Dark Side of The Mooncakes

Dark Side of The Mooncakes
The Chinese tradition of celebrating the Mid-Autumn Festival with moon cakes. (Peter Parks/AFP)
Reuters
9/19/2005
Updated:
9/19/2005

BEIJING - The people of Beijing munched through 15,000 tonnes of mooncakes - more than 1 kg (2.2 lb) per person - and bought one tenth of all the round cakes sold nationwide for Sunday's Mid-Autumn Festival, news reports said on Monday.

The traditional, heavy pastries, symbols of the moon and common gifts for family, friends and business associates, have become a huge business in China with elaborate, lavishly packaged sets of just a few cakes commanding sky-high prices.

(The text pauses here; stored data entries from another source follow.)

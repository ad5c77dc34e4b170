//! Caller-supplied frame buffers for [`copy_in`](crate::InteropSession::copy_in)
//! and [`copy_out`](crate::InteropSession::copy_out).
//!
//! A frame is either CPU memory (with an optional row stride larger than the
//! packed row size) or another local texture. Frames are borrowed for the
//! duration of one call only.

use crate::error::InteropError;
use crate::format::PixelFormat;
use crate::texture::{LocalTexture, TextureDesc};

/// Pixels to be copied into a shared texture.
#[derive(Debug)]
pub enum FrameSource<'a> {
    Bytes(&'a [u8]),
    Texture(&'a LocalTexture),
}

/// Where pixels read from a shared texture end up.
#[derive(Debug)]
pub enum FrameTarget<'a> {
    Bytes(&'a mut [u8]),
    Texture(&'a LocalTexture),
}

/// Read-only frame description.
///
/// Only the constructors can build one, so the layout always fits the source.
#[derive(Debug)]
pub struct FrameBuffer<'a> {
    pub(crate) desc: TextureDesc,
    /// Bytes between the starts of two consecutive rows.
    pub(crate) stride: usize,
    /// Flip rows vertically while copying.
    pub(crate) invert: bool,
    pub(crate) source: FrameSource<'a>,
}

/// Writable frame description.
#[derive(Debug)]
pub struct FrameBufferMut<'a> {
    pub(crate) desc: TextureDesc,
    pub(crate) stride: usize,
    pub(crate) invert: bool,
    pub(crate) target: FrameTarget<'a>,
}

fn checked_layout(desc: TextureDesc, stride: usize, len: usize) -> Result<(), InteropError> {
    let row = desc.row_bytes().ok_or_else(|| {
        InteropError::InvalidFrame(format!("no texel size known for {}", desc.format))
    })?;
    if desc.width == 0 || desc.height == 0 {
        return Err(InteropError::InvalidFrame(format!(
            "empty frame {}x{}",
            desc.width, desc.height
        )));
    }
    if stride < row {
        return Err(InteropError::InvalidFrame(format!(
            "stride {stride} is shorter than a {row}-byte row"
        )));
    }
    let needed = stride * (desc.height as usize - 1) + row;
    if len < needed {
        return Err(InteropError::InvalidFrame(format!(
            "buffer holds {len} bytes, {}x{} {} needs {needed}",
            desc.width, desc.height, desc.format
        )));
    }
    Ok(())
}

fn checked_texture(desc: TextureDesc, texture: &LocalTexture) -> Result<(), InteropError> {
    if texture.desc() != desc {
        return Err(InteropError::InvalidFrame(format!(
            "frame describes {desc:?} but its texture is {:?}",
            texture.desc()
        )));
    }
    Ok(())
}

impl<'a> FrameBuffer<'a> {
    /// A tightly packed CPU frame.
    pub fn from_bytes(
        bytes: &'a [u8],
        width: u32,
        height: u32,
        format: PixelFormat,
    ) -> Result<Self, InteropError> {
        let desc = TextureDesc::new(width, height, format);
        let stride = desc.row_bytes().unwrap_or(0);
        Self::from_padded_bytes(bytes, desc, stride)
    }

    /// A CPU frame whose rows are `stride` bytes apart.
    pub fn from_padded_bytes(
        bytes: &'a [u8],
        desc: TextureDesc,
        stride: usize,
    ) -> Result<Self, InteropError> {
        checked_layout(desc, stride, bytes.len())?;
        Ok(Self {
            desc,
            stride,
            invert: false,
            source: FrameSource::Bytes(bytes),
        })
    }

    pub fn from_texture(texture: &'a LocalTexture) -> Self {
        let desc = texture.desc();
        Self {
            desc,
            stride: desc.row_bytes().unwrap_or(0),
            invert: false,
            source: FrameSource::Texture(texture),
        }
    }

    pub fn inverted(mut self, invert: bool) -> Self {
        self.invert = invert;
        self
    }

    pub fn desc(&self) -> TextureDesc {
        self.desc
    }

    pub fn stride(&self) -> usize {
        self.stride
    }

    pub fn is_inverted(&self) -> bool {
        self.invert
    }

    pub fn source(&self) -> &FrameSource<'a> {
        &self.source
    }

    /// Re-check that the layout still fits the source before any copy.
    pub(crate) fn validate(&self) -> Result<(), InteropError> {
        match &self.source {
            FrameSource::Bytes(bytes) => checked_layout(self.desc, self.stride, bytes.len()),
            FrameSource::Texture(texture) => checked_texture(self.desc, texture),
        }
    }
}

impl<'a> FrameBufferMut<'a> {
    pub fn from_bytes(
        bytes: &'a mut [u8],
        width: u32,
        height: u32,
        format: PixelFormat,
    ) -> Result<Self, InteropError> {
        let desc = TextureDesc::new(width, height, format);
        let stride = desc.row_bytes().unwrap_or(0);
        Self::from_padded_bytes(bytes, desc, stride)
    }

    pub fn from_padded_bytes(
        bytes: &'a mut [u8],
        desc: TextureDesc,
        stride: usize,
    ) -> Result<Self, InteropError> {
        checked_layout(desc, stride, bytes.len())?;
        Ok(Self {
            desc,
            stride,
            invert: false,
            target: FrameTarget::Bytes(bytes),
        })
    }

    pub fn from_texture(texture: &'a LocalTexture) -> Self {
        let desc = texture.desc();
        Self {
            desc,
            stride: desc.row_bytes().unwrap_or(0),
            invert: false,
            target: FrameTarget::Texture(texture),
        }
    }

    pub fn inverted(mut self, invert: bool) -> Self {
        self.invert = invert;
        self
    }

    pub fn desc(&self) -> TextureDesc {
        self.desc
    }

    pub fn stride(&self) -> usize {
        self.stride
    }

    pub fn is_inverted(&self) -> bool {
        self.invert
    }

    pub fn target_mut(&mut self) -> &mut FrameTarget<'a> {
        &mut self.target
    }

    pub(crate) fn validate(&self) -> Result<(), InteropError> {
        match &self.target {
            FrameTarget::Bytes(bytes) => checked_layout(self.desc, self.stride, bytes.len()),
            FrameTarget::Texture(texture) => checked_texture(self.desc, texture),
        }
    }
}

/// Copy `height` rows of `row_bytes` each between buffers with independent
/// strides, dropping any row padding and optionally flipping vertically.
///
/// # Panics
///
/// Panics if either buffer is shorter than its stride layout requires.
pub fn copy_rows(
    src: &[u8],
    src_stride: usize,
    dst: &mut [u8],
    dst_stride: usize,
    row_bytes: usize,
    height: usize,
    invert: bool,
) {
    if src_stride == row_bytes && dst_stride == row_bytes && !invert {
        let len = row_bytes * height;
        dst[..len].copy_from_slice(&src[..len]);
        return;
    }

    for row in 0..height {
        let src_row = if invert { height - 1 - row } else { row };
        let from = src_row * src_stride;
        let to = row * dst_stride;
        dst[to..to + row_bytes].copy_from_slice(&src[from..from + row_bytes]);
    }
}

Around this year's moon festival, when families get together for dinner and to observe the largest full moon of the year, mooncake sales in the Chinese capital alone hit nearly 1 billion yuan ($123.9 million).

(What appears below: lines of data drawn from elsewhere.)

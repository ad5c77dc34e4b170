//! D3D11 backend (Windows). OpenGL consumers go through WGL_NV_DX_interop2.

pub mod device;
pub mod interop;

pub use device::Dx11Device;
pub use interop::Dx11Backend;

For all their popularity, mooncakes are subjects of annual controversy over their climbing prices, the waste generated by their excessive packaging and unsavory makers grinding up the previous year's cakes for use in new batches.

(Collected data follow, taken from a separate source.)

//! Pixel formats, graphics API kinds and the interop allow-list.
//!
//! Format codes follow DXGI numbering so that values written into the sender
//! directory by a D3D11 producer can be read back unchanged by any consumer.

use std::collections::HashSet;
use std::fmt;

use serde::Deserialize;

/// Texture pixel format, tagged with its DXGI code.
#[derive(Debug, Clone, Copy, PartialEq, Eq, Hash, Deserialize)]
#[serde(rename_all = "snake_case")]
pub enum PixelFormat {
    Rgba32Float,
    Rgba16Float,
    Rgba16Unorm,
    Rgb10A2Unorm,
    Rgba8Unorm,
    Rgba8UnormSrgb,
    R8Unorm,
    Bgra8Unorm,
    Bgrx8Unorm,
    Bgra8UnormSrgb,
    /// A code this build does not know. Never interop-legal.
    Other(u32),
}

impl PixelFormat {
    /// Every format this build knows how to size.
    pub const KNOWN: [PixelFormat; 10] = [
        PixelFormat::Rgba32Float,
        PixelFormat::Rgba16Float,
        PixelFormat::Rgba16Unorm,
        PixelFormat::Rgb10A2Unorm,
        PixelFormat::Rgba8Unorm,
        PixelFormat::Rgba8UnormSrgb,
        PixelFormat::R8Unorm,
        PixelFormat::Bgra8Unorm,
        PixelFormat::Bgrx8Unorm,
        PixelFormat::Bgra8UnormSrgb,
    ];

    /// The DXGI code stored in the sender directory.
    pub fn code(self) -> u32 {
        match self {
            PixelFormat::Rgba32Float => 2,
            PixelFormat::Rgba16Float => 10,
            PixelFormat::Rgba16Unorm => 11,
            PixelFormat::Rgb10A2Unorm => 24,
            PixelFormat::Rgba8Unorm => 28,
            PixelFormat::Rgba8UnormSrgb => 29,
            PixelFormat::R8Unorm => 61,
            PixelFormat::Bgra8Unorm => 87,
            PixelFormat::Bgrx8Unorm => 88,
            PixelFormat::Bgra8UnormSrgb => 91,
            PixelFormat::Other(code) => code,
        }
    }

    pub fn from_code(code: u32) -> Self {
        Self::KNOWN
            .into_iter()
            .find(|f| f.code() == code)
            .unwrap_or(PixelFormat::Other(code))
    }

    /// Size of one texel in bytes, or `None` for unknown codes.
    pub fn bytes_per_pixel(self) -> Option<usize> {
        match self {
            PixelFormat::Rgba32Float => Some(16),
            PixelFormat::Rgba16Float | PixelFormat::Rgba16Unorm => Some(8),
            PixelFormat::Rgb10A2Unorm
            | PixelFormat::Rgba8Unorm
            | PixelFormat::Rgba8UnormSrgb
            | PixelFormat::Bgra8Unorm
            | PixelFormat::Bgrx8Unorm
            | PixelFormat::Bgra8UnormSrgb => Some(4),
            PixelFormat::R8Unorm => Some(1),
            PixelFormat::Other(_) => None,
        }
    }
}

impl fmt::Display for PixelFormat {
    fn fmt(&self, f: &mut fmt::Formatter<'_>) -> fmt::Result {
        match self {
            PixelFormat::Other(code) => write!(f, "format#{code}"),
            known => write!(f, "{known:?}"),
        }
    }
}

/// The graphics API a texture handle belongs to.
#[derive(Debug, Clone, Copy, PartialEq, Eq, Hash, Deserialize)]
#[serde(rename_all = "snake_case")]
pub enum ApiKind {
    Dx11,
    Dx9,
    OpenGl,
    Metal,
    /// Host-memory textures, usable on every platform.
    Host,
}

impl ApiKind {
    pub const ALL: [ApiKind; 5] = [
        ApiKind::Dx11,
        ApiKind::Dx9,
        ApiKind::OpenGl,
        ApiKind::Metal,
        ApiKind::Host,
    ];

    pub fn code(self) -> u32 {
        match self {
            ApiKind::Dx11 => 1,
            ApiKind::Dx9 => 2,
            ApiKind::OpenGl => 3,
            ApiKind::Metal => 4,
            ApiKind::Host => 5,
        }
    }

    pub fn from_code(code: u32) -> Option<Self> {
        Self::ALL.into_iter().find(|api| api.code() == code)
    }
}

impl fmt::Display for ApiKind {
    fn fmt(&self, f: &mut fmt::Formatter<'_>) -> fmt::Result {
        let name = match self {
            ApiKind::Dx11 => "D3D11",
            ApiKind::Dx9 => "D3D9",
            ApiKind::OpenGl => "OpenGL",
            ApiKind::Metal => "Metal",
            ApiKind::Host => "host",
        };
        f.write_str(name)
    }
}

/// One allow-list row as it appears in configuration files.
#[derive(Debug, Clone, Copy, Deserialize)]
pub struct PolicyRule {
    pub format: PixelFormat,
    pub api: ApiKind,
}

/// Which `(format, consumer API)` pairs may be bound without copying.
///
/// Anything not listed is rejected, including every `PixelFormat::Other`.
#[derive(Debug, Clone, PartialEq, Eq, Deserialize)]
#[serde(from = "Vec<PolicyRule>")]
pub struct InteropPolicy {
    allowed: HashSet<(PixelFormat, ApiKind)>,
}

impl InteropPolicy {
    /// A policy that rejects everything.
    pub fn empty() -> Self {
        Self {
            allowed: HashSet::new(),
        }
    }

    pub fn from_rules(rules: impl IntoIterator<Item = PolicyRule>) -> Self {
        let mut policy = Self::empty();
        for rule in rules {
            policy.allow(rule.format, rule.api);
        }
        policy
    }

    pub fn allow(&mut self, format: PixelFormat, api: ApiKind) -> &mut Self {
        if !matches!(format, PixelFormat::Other(_)) {
            self.allowed.insert((format, api));
        }
        self
    }

    pub fn deny(&mut self, format: PixelFormat, api: ApiKind) -> &mut Self {
        self.allowed.remove(&(format, api));
        self
    }

    pub fn allows(&self, format: PixelFormat, api: ApiKind) -> bool {
        self.allowed.contains(&(format, api))
    }

    pub fn len(&self) -> usize {
        self.allowed.len()
    }

    pub fn is_empty(&self) -> bool {
        self.allowed.is_empty()
    }
}

impl From<Vec<PolicyRule>> for InteropPolicy {
    fn from(rules: Vec<PolicyRule>) -> Self {
        Self::from_rules(rules)
    }
}

impl Default for InteropPolicy {
    fn default() -> Self {
        use PixelFormat::*;

        // D3D9Ex consumers can only open the BGRA family of a D3D11 texture.
        const DX9: &[PixelFormat] = &[Bgra8Unorm, Bgrx8Unorm];
        const DX11: &[PixelFormat] = &[
            Bgra8Unorm,
            Bgrx8Unorm,
            Bgra8UnormSrgb,
            Rgba8Unorm,
            Rgba8UnormSrgb,
            Rgb10A2Unorm,
            Rgba16Unorm,
            Rgba16Float,
            Rgba32Float,
            R8Unorm,
        ];
        const OPENGL: &[PixelFormat] = &[
            Bgra8Unorm,
            Bgrx8Unorm,
            Bgra8UnormSrgb,
            Rgba8Unorm,
            Rgba8UnormSrgb,
            Rgba16Unorm,
            Rgba16Float,
            Rgba32Float,
        ];
        const METAL: &[PixelFormat] = &[
            Bgra8Unorm,
            Bgra8UnormSrgb,
            Rgba8Unorm,
            Rgba8UnormSrgb,
            Rgb10A2Unorm,
            Rgba16Float,
            Rgba32Float,
        ];

        let mut policy = Self::empty();
        for (api, formats) in [
            (ApiKind::Dx9, DX9),
            (ApiKind::Dx11, DX11),
            (ApiKind::OpenGl, OPENGL),
            (ApiKind::Metal, METAL),
            (ApiKind::Host, &PixelFormat::KNOWN[..]),
        ] {
            for &format in formats {
                policy.allow(format, api);
            }
        }
        policy
    }
}

#[cfg(test)]
mod tests {
    use super::*;
    use proptest::prelude::*;

    #[test]
    fn codes_round_trip_for_known_formats() {
        for format in PixelFormat::KNOWN {
            assert_eq!(PixelFormat::from_code(format.code()), format);
            assert!(format.bytes_per_pixel().is_some());
        }
        assert_eq!(PixelFormat::from_code(9999), PixelFormat::Other(9999));
    }

    #[test]
    fn dx9_only_accepts_bgra_family() {
        let policy = InteropPolicy::default();
        assert!(policy.allows(PixelFormat::Bgra8Unorm, ApiKind::Dx9));
        assert!(!policy.allows(PixelFormat::Rgba8Unorm, ApiKind::Dx9));
        assert!(!policy.allows(PixelFormat::Rgba16Float, ApiKind::Dx9));
    }

    #[test]
    fn single_channel_does_not_cross_to_opengl() {
        let policy = InteropPolicy::default();
        assert!(policy.allows(PixelFormat::R8Unorm, ApiKind::Dx11));
        assert!(!policy.allows(PixelFormat::R8Unorm, ApiKind::OpenGl));
    }

    #[test]
    fn policy_loads_from_config_rows() {
        let json = r#"[
            { "format": "bgra8_unorm", "api": "open_gl" },
            { "format": "rgba16_float", "api": "metal" }
        ]"#;
        let policy: InteropPolicy = serde_json::from_str(json).unwrap();
        assert_eq!(policy.len(), 2);
        assert!(policy.allows(PixelFormat::Bgra8Unorm, ApiKind::OpenGl));
        assert!(!policy.allows(PixelFormat::Bgra8Unorm, ApiKind::Dx11));
    }

    #[test]
    fn deny_removes_a_default_pair() {
        let mut policy = InteropPolicy::default();
        policy.deny(PixelFormat::Rgba8Unorm, ApiKind::OpenGl);
        assert!(!policy.allows(PixelFormat::Rgba8Unorm, ApiKind::OpenGl));
        assert!(policy.allows(PixelFormat::Bgra8Unorm, ApiKind::OpenGl));
    }

    proptest! {
        #[test]
        fn unknown_codes_fail_closed(code in 100u32..u32::MAX, api_index in 0usize..5) {
            let mut policy = InteropPolicy::default();
            let format = PixelFormat::from_code(code);
            let api = ApiKind::ALL[api_index];
            policy.allow(format, api);
            prop_assert!(!policy.allows(format, api));
        }
    }
}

But the controversies have not left a bad taste in China's mouth about the pastries, which come filled with salted duck egg yolk, lotus seed paste and even chocolate or ice cream.

China's 10,000 mooncake makers baked off 200,000 tonnes of mooncakes last year, an official from the Chinese Association of Bakery and Confectionery Industry was quoted in news reports.

The cakes symbolise the overthrow of the Mongols at the end of the Yuan dynasty in the 14th century when, according to legend, secret notes baked into sweets helped spark an uprising.